--- GIVEN ENTRIES ---

// ----------------------------------------------------------------------------
// --- HEURISTIC TIMING -------------------------------------------------------
// ----------------------------------------------------------------------------

/// The points of the node solving process at which a primal heuristic may be
/// invoked. Timings are bit flags: a heuristic declares a mask of the timings
/// it wants, and the driver calls it whenever the current timing intersects
/// that mask.
#[derive(Copy, Clone, Debug, Eq, PartialEq, Hash, Default)]
pub struct HeurTiming(pub u32);

impl HeurTiming {
    pub const BEFORE_NODE: HeurTiming = HeurTiming(1 << 0);
    pub const DURING_LP_LOOP: HeurTiming = HeurTiming(1 << 1);
    pub const AFTER_LP_LOOP: HeurTiming = HeurTiming(1 << 2);
    pub const AFTER_NODE: HeurTiming = HeurTiming(1 << 3);
    pub const DURING_PRICING_LOOP: HeurTiming = HeurTiming(1 << 4);
    pub const BEFORE_PRESOL: HeurTiming = HeurTiming(1 << 5);
    pub const DURING_PRESOL_LOOP: HeurTiming = HeurTiming(1 << 6);
    pub const AFTER_PROP_LOOP: HeurTiming = HeurTiming(1 << 7);
    /// The focus node had an LP and the next node is a child or sibling
    pub const AFTER_LP_NODE: HeurTiming = HeurTiming(1 << 8);
    /// The focus node had no LP and the next node is a child or sibling
    pub const AFTER_PSEUDO_NODE: HeurTiming = HeurTiming(1 << 9);
    /// The focus node had an LP and the plunge is over
    pub const AFTER_LP_PLUNGE: HeurTiming = HeurTiming(1 << 10);
    /// The focus node had no LP and the plunge is over
    pub const AFTER_PSEUDO_PLUNGE: HeurTiming = HeurTiming(1 << 11);

    /// Does the mask contain every bit of `other`?
    #[inline]
    pub fn contains(self, other: HeurTiming) -> bool {
        self.0 & other.0 == other.0
    }
    /// Does the mask share at least one bit with `other`?
    #[inline]
    pub fn intersects(self, other: HeurTiming) -> bool {
        self.0 & other.0 != 0
    }
}

impl std::ops::BitOr for HeurTiming {
    type Output = HeurTiming;
    fn bitor(self, rhs: HeurTiming) -> HeurTiming {
        HeurTiming(self.0 | rhs.0)
    }
}
impl std::ops::BitOrAssign for HeurTiming {
    fn bitor_assign(&mut self, rhs: HeurTiming) {
        self.0 |= rhs.0;
    }
}
impl std::ops::BitAnd for HeurTiming {
    type Output = HeurTiming;
    fn bitand(self, rhs: HeurTiming) -> HeurTiming {
        HeurTiming(self.0 & rhs.0)
    }
}
impl std::ops::Not for HeurTiming {
    type Output = HeurTiming;
    fn not(self) -> HeurTiming {
        HeurTiming(!self.0)
    }
}

// ----------------------------------------------------------------------------
// --- EVENTS -----------------------------------------------------------------
// ----------------------------------------------------------------------------

/// The events produced by the core and broadcast to the global event filter.
/// Each event carries the focus node it refers to and is delivered before the
/// corresponding state transition is considered complete.
#[derive(Copy, Clone, Debug, Eq, PartialEq, Hash)]
pub enum Event {
    /// A node was selected and focused by the tree driver
    NodeFocused(NodeId),
    /// The focus node's solution was accepted as feasible
    NodeFeasible(NodeId),
    /// The focus node was closed as infeasible without children
    NodeInfeasible(NodeId),
    /// The focus node was split into children
    NodeBranched(NodeId),
    /// The node's first LP was solved
    FirstLpSolved(NodeId),
    /// The node's last LP of the price-and-cut loop was solved
    LpSolved(NodeId),
}

impl Event {
    /// The focus node the event refers to.
    pub fn node(self) -> NodeId {
        match self {
            Event::NodeFocused(n)
            | Event::NodeFeasible(n)
            | Event::NodeInfeasible(n)
            | Event::NodeBranched(n)
            | Event::FirstLpSolved(n)
            | Event::LpSolved(n) => n,
        }
    }
}

// ----------------------------------------------------------------------------
// --- ERRORS -----------------------------------------------------------------
// ----------------------------------------------------------------------------

/// A numerical failure reported by the LP kernel. This is *not* a fatal error
/// by itself: the engine recovers from a bounded number of these per node by
/// downgrading the node to a pseudo node.
#[derive(Debug, Clone, thiserror::Error)]
#[error("numerical troubles in LP: {0}")]
pub struct LpError(pub String);

/// The fatal error kinds of the engine. Everything recoverable (LP numerical
/// failures below the per-node threshold, delayed plug-ins, stalling) is
/// handled locally and never surfaces here.
#[derive(Debug, thiserror::Error)]
pub enum Error {
    /// Too many LP failures at one node, or a failure under a forced solve.
    #[error("(node {node}) unresolved numerical troubles in LP {lpcount} cannot be dealt with")]
    NumericalTroubles { node: u64, lpcount: u64 },

    /// A plug-in returned a verdict the calling driver does not accept.
    #[error("plug-in <{name}> returned invalid result <{result}> in {context}")]
    InvalidResult {
        name: String,
        context: &'static str,
        result: &'static str,
    },

    /// In exact-solve mode the LP claimed an infeasibility that cannot be
    /// proved while every variable is fixed and continuous variables remain.
    #[error("(node {node}) could not prove infeasibility of LP with all variables fixed: feature not yet implemented")]
    ExactSolveLimitation { node: u64 },
}

/// The result type used by every fallible operation of the engine.
pub type Result<T, E = Error> = std::result::Result<T, E>;
// Copyright 2024 the bcp developers
//
// Permission is hereby granted, free of charge, to any person obtaining a copy of
// this software and associated documentation files (the "Software"), to deal in
// the Software without restriction, including without limitation the rights to
// use, copy, modify, merge, publish, distribute, sublicense, and/or sell copies of
// the Software, and to permit persons to whom the Software is furnished to do so,
// subject to the following conditions:
//
// The above copyright notice and this permission notice shall be included in all
// copies or substantial portions of the Software.
//
// THE SOFTWARE IS PROVIDED "AS IS", WITHOUT WARRANTY OF ANY KIND, EXPRESS OR
// IMPLIED, INCLUDING BUT NOT LIMITED TO THE WARRANTIES OF MERCHANTABILITY, FITNESS
// FOR A PARTICULAR PURPOSE AND NONINFRINGEMENT. IN NO EVENT SHALL THE AUTHORS OR
// COPYRIGHT HOLDERS BE LIABLE FOR ANY CLAIM, DAMAGES OR OTHER LIABILITY, WHETHER
// IN AN ACTION OF CONTRACT, TORT OR OTHERWISE, ARISING FROM, OUT OF OR IN
// CONNECTION WITH THE SOFTWARE OR THE USE OR OTHER DEALINGS IN THE SOFTWARE.

//! This module defines the `Separator` trait: a cutting plane algorithm that
//! is not tied to a particular constraint class.

use crate::{Result, SepaResult, Sol, SolvingData};

/// A cutting plane plug-in. Within a separation round, separators with
/// non-negative priority run before the constraint handlers, those with
/// negative priority after them.
///
/// A separator submits its cuts to the separation storage through the passed
/// [`SolvingData`]; the engine applies them in one batch at the end of the
/// round. Tightening a variable bound is allowed too, but invalidates the LP:
/// the engine re-solves it before the next LP-dependent plug-in runs.
pub trait Separator {
    /// A human readable identifier, used in logs and protocol errors.
    fn name(&self) -> &str;

    /// The priority deciding the position of this separator within a
    /// separation round.
    fn priority(&self) -> i32 {
        0
    }

    /// Separates the current LP solution. `bounddist` is the relative
    /// distance of the node's dual bound to the global dual bound; expensive
    /// separators may use it to restrict themselves to promising nodes.
    fn execute_lp(
        &mut self,
        _data: &mut SolvingData,
        _depth: usize,
        _bounddist: f64,
        _only_delayed: bool,
    ) -> Result<SepaResult> {
        Ok(SepaResult::DidNotRun)
    }

    /// Separates an arbitrary primal solution.
    fn execute_sol(
        &mut self,
        _data: &mut SolvingData,
        _sol: &Sol,
        _depth: usize,
        _only_delayed: bool,
    ) -> Result<SepaResult> {
        Ok(SepaResult::DidNotRun)
    }
}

---

## YOUR ASSIGNMENT
What you return must be the lines above that run from the line with "does not accept." to the line with "that cannot be", inclusive, each copied exactly.

## EXERCISE OUTPUT
    /// A plug-in returned a verdict the calling driver does not accept.
    #[error("plug-in <{name}> returned invalid result <{result}> in {context}")]
    InvalidResult {
        name: String,
        context: &'static str,
        result: &'static str,
    },

    /// In exact-solve mode the LP claimed an infeasibility that cannot be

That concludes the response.